Showing posts with label Lawton. Show all posts
Showing posts with label Lawton. Show all posts

Sunday, December 3, 2017

Black Friday, by R.T. Lawton

"Black Friday," by R.T. Lawton, in Alfred Hitchcock's Mystery Magazine, November/December 2017.

I knew that if I wrote these reviews long enough I would eventually have to tell you about George F. Will.  That day has come.

In 1980 President Jimmy Carter debated candidate Ronald Reagan.  Among those asked on television to evaluate their performances was conservative pundit George F. Will.  Not surprisingly he praised Reagan's showing.  More surprisingly, it turned out that he had been one of Reagan's debate coaches.  So he was praising his own work without bothering to mention it.

And that's why you have never heard of George F. Will again.

Here's why I bring this up.  R.T. Lawton and I are first readers for each other.  Before I send a story to an editor I ask him to critique it. He does the same with me.

That means I read an earlier version of this story and made some suggestions for improving it, a few of which, I think, the author took.  So you can argue that I have no subjectivity about it now.  All I can say in reply is that the first version I read would also have been the best of the week, before I got my grubby hands on it.

This is part of a series of stories about Yarnell and Beaumont, a sort of low-rent version of Donald Westlake's Dortmunder and Kelp, marginally successfully thieves.  It is the day after Thanksgiving and Yarnell is visiting a pawn shop to retrieve his wife's wedding ring.  Unfortunately there is a robbery going on.

"Not so fast," said the robber.
Yarnell wasn't sure if that meant he was now supposed to move in slow motion or not at all, so to be on the safe side, he quit moving altogether.  In fact, he thought it best under these circumstances to have his brain check to see if his lungs were still pumping air. 

Eventually Beaumont shows up.  He is the smarter half of the team - although that is not a fast track by any means - and finds a hilarious way of settling the issue.

My favorite element of this story is Lebanese George, owner of the pawnshop who remains unflappable.  Another day, another hold-up.  Ho-hum.

This is a treat.

Sunday, July 31, 2011

Labor Day

“Labor Day,” by R.T. Lawton, in Alfred Hitchcock’s Mystery Magazine, October 2011.



Okay, ponder this for one minute: how many subgenres of mystery short stories can you think of?

Off the top of my head I came up with private eye, police procedural, amateur detective, historical, psychological, biter bit, driven-mad-by-guilt, caper, comic caper, etc.
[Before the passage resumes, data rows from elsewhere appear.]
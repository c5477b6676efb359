//! Landing redirect

use dioxus::prelude::*;

use crate::components::Spinner;
use crate::hooks::use_session;
use crate::services::{AuthService, GUEST_HOME};

/// Sends staff to the layout editor and everyone else to the hotel list
#[component]
pub fn HomePage() -> Element {
    let context = use_session();
    let navigator = use_navigator();
    let target = context
        .current_user()
        .map(|user| AuthService::home_for(&user))
        .unwrap_or(GUEST_HOME);

    use_effect(move || {
        navigator.replace(target);
    });

    rsx! { Spinner {} }
}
I’m sure some Ph.D. student is busily creating a taxonomy of detective stories and will soon be able to report that the story we are discussing today is an example of Motif VI.B.6.c.(ii), with thematic shifts and an interesting color scheme. We will leave him to it.

I am very fond of a variation of the comic caper known as the dumb criminal story. I’ve even written one or two myself. By their very nature dumb criminal stories tend to be one-offs, since the protagonist often gets caught, but my favorite series of d.c. stories are the Holiday Burglar stories written by my buddy, R.T. Lawton.

Yarnell is the mastermind of the crime ring (and that is, as they say, a slow track). He is a worrier, and God knows he has his reasons. His partner, Beaumont, is more phlegmatic (and his cell phone ring tone is the theme from Cops). Their apprentice, the Thin Guy (who they picked up on an earlier caper, sort of like a pet who won’t stop following them), is downright cheerful.

It is the nature of dumb criminal stories for things to go dreadfully wrong, but this time the robbery goes off with hardly a glitch. The boys have broken into an apartment whose owner is away for the holiday weekend.

But the crime isn’t over until you “un-ass the vicinity” as the military cops in Martin Limon’s novels like to say, and getaway, like payback, can be a bitch. Since the apartment is on the thirty-sixth floor that means a long, slow elevator trip, and Yarnell suffers from what he calls “closet-phobia.”

Count the things that can go wrong in an elevator and if you leave out sudden drops and zombie invasions, our heroes experience most of them.. Trust me, you’ll enjoy it more than they do.